Aganaanooru 219 – Mother’s worry

April 2, 2026

In this episode, we perceive the worry of a mother, as depicted in Sangam Literary work, Aganaanooru 219, penned by Kayamanaar. Set in the ‘Paalai’ or ‘Drylands landscape’, the verse sketches a portrait of the care and love showered on a daughter.

சீர் கெழு வியன் நகர்ச் சிலம்பு நக இயலி,
ஓரை ஆயமொடு பந்து சிறிது எறியினும்,
‘வாராயோ!’ என்று ஏத்தி, பேர் இலைப்
பகன்றை வால் மலர் பனி நிறைந்தது போல்
பால் பெய் வள்ளம் சால்கை பற்றி,
‘என் பாடு உண்டனைஆயின், ஒரு கால்,
நுந்தை பாடும் உண்’ என்று ஊட்டி,
‘பிறந்ததற்கொண்டும் சிறந்தவை செய்து, யான்
நலம் புனைந்து எடுத்த என் பொலந்தொடிக் குறுமகள்
அறனிலாளனொடு இறந்தனள், இனி’ என,
மறந்து அமைந்து இராஅ நெஞ்சம் நோவேன்
‘பொன் வார்ந்தன்ன வை வால் எயிற்றுச்
செந்நாய் வெரீஇய புகர் உழை ஒருத்தல்
பொரி அரை விளவின் புன் புற விளை புழல்,
அழல் எறி கோடை தூக்கலின், கோவலர்
குழல் என நினையும் நீர் இல் நீள் இடை,
மடத் தகை மெலியச் சாஅய்,
நடக்கும்கொல்? என, நோவல் யானே.

In this trip to the drylands, we get to hear mother say these words, at the juncture her daughter had left her home and eloped away with the man:

“In the esteemed and prosperous mansion, when she moved about with her anklets tinkling, and played by throwing the ball with her mates, fearing she would tire out, I called out, ‘Come here, my dear’ and holding a bowl, brimming with milk, appearing akin to a white flower of the rattlepod, coated with dew, I would say to her, ‘After eating one portion for me, do eat another for your father’ and feed her with care. Thinking, ‘My darling young girl, adorned in gold, on whom I showered all that was good and brought out the best in her, has now parted away with that unjust man’, my heart doesn’t want to forget her even a little. I worry not about this! Having sharp, white teeth, akin to molten gold, the wild dog roves in the drylands. Hearing its rustle nearby, frightened, a spotted male deer, turns in the direction of a sound that arises when the heat-showering summer wind blows through the cracked shell of the wood apple fruit, blooming on a rough trunk, and thinks it’s the flute of the cowherds, in that waterless, long path. Wondering how my naive and delicate girl would walk through such a place, is all I worry about!”

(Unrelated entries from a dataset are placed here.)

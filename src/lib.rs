//! Annotate Call - Anruf-Engine für den Dokument-Annotator
//!
//! Eine Call-Session für Chat- und Videoanrufe mit:
//! - Zustandsmaschine für Anrufe (Idle, Initiating, Receiving, Active)
//! - Stream Registry und Teilnehmerliste
//! - WebSocket Signaling pro Dokument
//! - Debug-Log und JSON-Export für Support-Anfragen

pub mod config;
pub mod diagnostics;
pub mod media;
pub mod session;
pub mod signaling;

use anyhow::Context;
use config::{CallConfig, WebRtcConfig};
use diagnostics::{probe_ice_servers, DebugLog, DebugReport};
use media::MediaCapture;
use session::CallSession;
use signaling::SignalingClient;
use std::path::{Path, PathBuf};
use std::sync::Arc;
use tokio::sync::mpsc;
use tokio::task::JoinHandle;
use tracing_subscriber::prelude::*;
use tracing_subscriber::EnvFilter;

/// Puffer für eingehende Signale zwischen Reader-Task und Session
const SIGNAL_CHANNEL_CAPACITY: usize = 64;

// ============================================================================
// LOGGING
// ============================================================================

/// Initialisiert Logging: Konsole plus Ringpuffer für den Debug-Export
pub fn init_logging(log: &DebugLog) -> anyhow::Result<()> {
    let filter = EnvFilter::from_default_env()
        .add_directive("annotate_call=debug".parse()?)
        .add_directive("webrtc=warn".parse()?);

    tracing_subscriber::registry()
        .with(filter)
        .with(tracing_subscriber::fmt::layer())
        .with(log.layer())
        .try_init()
        .context("tracing subscriber already initialized")?;

    tracing::info!("Logging initialized");
    Ok(())
}

// ============================================================================
// CALL HANDLE
// ============================================================================

/// Eine verbundene Session: Zustandsmaschine plus Signaling-Verbindung
pub struct CallHandle {
    session: CallSession,
    signaling: SignalingClient,
    webrtc: WebRtcConfig,
    tasks: Vec<JoinHandle<()>>,
}

/// Erstellt die Session und verbindet sie mit dem Signaling-Server
///
/// Eingehende Signale laufen über einen Kanal in [`CallSession::run`],
/// ausgehende Signale werden aus den Session-Events verschickt.
pub async fn connect_session(
    config: CallConfig,
    capture: Arc<dyn MediaCapture>,
) -> anyhow::Result<CallHandle> {
    tracing::info!(
        "Connecting call session for {} in document {}",
        config.local_user_id,
        config.document_id
    );

    if !config.webrtc.validate().is_usable() {
        tracing::error!("WebRTC config has no usable ICE servers, calls will not connect");
    }

    let session = CallSession::new(&config, capture);
    let (signal_tx, signal_rx) = mpsc::channel(SIGNAL_CHANNEL_CAPACITY);

    // Vor dem Verbinden abonnieren, damit kein Signal verloren geht
    let outgoing = session.subscribe();

    let mut signaling = SignalingClient::new(&config);
    signaling
        .connect(signal_tx)
        .await
        .context("failed to connect to signaling server")?;

    let run_session = session.clone();
    let mut tasks = vec![tokio::spawn(async move { run_session.run(signal_rx).await })];
    tasks.push(signaling.forward_outgoing(outgoing)?);
    tasks.push(signaling.start_heartbeat()?);

    tracing::info!("Call session ready for {}", config.local_user_id);

    Ok(CallHandle {
        session,
        signaling,
        webrtc: config.webrtc,
        tasks,
    })
}

impl CallHandle {
    pub fn session(&self) -> &CallSession {
        &self.session
    }

    pub fn is_connected(&self) -> bool {
        self.signaling.is_connected()
    }

    /// Sammelt den Debug-Bericht und schreibt ihn nach `dir`
    pub async fn export_debug_report(
        &self,
        log: &DebugLog,
        dir: &Path,
        run_probe: bool,
    ) -> anyhow::Result<PathBuf> {
        export_debug_report(&self.session, &self.webrtc, log, dir, run_probe).await
    }

    /// Beendet einen laufenden Anruf und trennt die Verbindung
    pub async fn disconnect(mut self) {
        if !self.session.phase().is_idle() {
            if let Err(e) = self.session.end_call() {
                tracing::warn!("Ending call on disconnect: {}", e);
            }
            // Dem Bridge-Task Zeit geben, das call-end zu verschicken
            tokio::task::yield_now().await;
        }

        self.signaling.disconnect().await;
        for task in self.tasks.drain(..) {
            task.abort();
        }
        tracing::info!("Call session disconnected");
    }
}

impl std::fmt::Debug for CallHandle {
    fn fmt(&self, f: &mut std::fmt::Formatter<'_>) -> std::fmt::Result {
        f.debug_struct("CallHandle")
            .field("session", &self.session)
            .field("signaling", &self.signaling)
            .finish()
    }
}

// ============================================================================
// DEBUG EXPORT
// ============================================================================

/// Erstellt den WebRTC-Debug-Bericht, optional mit ICE-Server-Test
pub async fn export_debug_report(
    session: &CallSession,
    webrtc: &WebRtcConfig,
    log: &DebugLog,
    dir: &Path,
    run_probe: bool,
) -> anyhow::Result<PathBuf> {
    let connection_test = if run_probe {
        Some(probe_ice_servers(webrtc).await)
    } else {
        None
    };

    let report = DebugReport::collect(
        session.capabilities(),
        connection_test,
        webrtc.clone(),
        session.export_snapshot(),
        log,
    );

    let path = report
        .export(dir)
        .await
        .with_context(|| format!("failed to export debug report to {}", dir.display()))?;
    Ok(path)
}
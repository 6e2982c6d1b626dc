//! Events der Call-Session
//!
//! `SignalEvent` kommt von der Transport-Schicht herein, `SessionEvent` geht an
//! UI und Transport hinaus.

use super::roster::ParticipantUpdate;
use super::state::PhaseKind;
use crate::diagnostics::CallIssue;
use crate::media::RemoteStream;
use std::sync::Weak;

/// Eingehende Signale, in Empfangsreihenfolge angewendet
#[derive(Debug, Clone)]
pub enum SignalEvent {
    /// Jemand ruft an
    CallReceived { call_id: String, from_user_id: String },

    /// Angerufener hat angenommen
    CallAccepted { call_id: String, by_user_id: String },

    /// Angerufener hat abgelehnt
    CallRejected {
        call_id: String,
        by_user_id: String,
        reason: Option<String>,
    },

    /// Gegenseite hat aufgelegt
    CallEnded { call_id: String, by_user_id: String },

    /// Keine Antwort innerhalb der Frist des Transports
    CallTimedOut { call_id: String },

    /// Flags eines entfernten Teilnehmers haben sich geändert
    ParticipantUpdated {
        user_id: String,
        update: ParticipantUpdate,
    },

    /// Ein Remote-Track ist verfügbar, der Stream gehört dem Transport
    TrackAdded {
        user_id: String,
        stream: Weak<RemoteStream>,
    },

    /// Peer Connection getrennt
    PeerDisconnected { user_id: String },

    /// Fehler im Transport; `fatal` beendet den Anruf
    TransportError { message: String, fatal: bool },
}

/// Ausgehende Signale, die der Transport verschicken soll
#[derive(Debug, Clone, PartialEq, Eq)]
pub enum OutgoingSignal {
    CallRequest {
        call_id: String,
        to_user_id: String,
    },
    CallResponse {
        call_id: String,
        to_user_id: String,
        accepted: bool,
    },
    CallEnd {
        call_id: String,
        to_user_id: Option<String>,
    },
    ParticipantUpdate {
        call_id: String,
        update: ParticipantUpdate,
    },
}

/// Events die von der CallSession ausgelöst werden
#[derive(Debug, Clone, PartialEq)]
pub enum SessionEvent {
    StateChanged(PhaseKind),
    RosterChanged,
    StreamsChanged,
    /// Sekunden seit `started_at`, einmal pro Sekunde
    DurationTick(u64),
    /// Fehler-Banner für die UI
    Error(CallIssue),
    ErrorDismissed,
    Outgoing(OutgoingSignal),
}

Time to tread those scorching spaces! Mother starts by recollecting the attention and care she had bestowed on her girl, feeding her and nurturing her. Mother talks about how she would feed her daughter even if she had spent but a little energy in playing ball with her friends, worrying that she would fall tired. All the coaxing mother would do is brought out by the mention of her asking the girl to eat a little for the sake of mother and a little for the sake of father. This brings to my memory about how caregivers here, often play the game of making the food they are feeding a young child into small balls, and saying one is for mother, one is for father, one is for sister, and so on, including the whole family from grandparents to uncles and cousins, a way of entertaining and ensuring the kid gets some food in!

Returning, we find mother saying how after all this care, the girl chose to leave her home and part away with the man. Yet that her girl broke her heart is not what worries her, mother says, but the thought of how she is going to walk on those harsh drylands spaces, where a deer, startled by a wild dog, mistakes the sound of wind through a wood apple as the sound of the cowherds’ flute! In essence, the verse etches the nature of a mother, who even when hurt by her daughter can think of nothing else but how she would fare, wherever she is!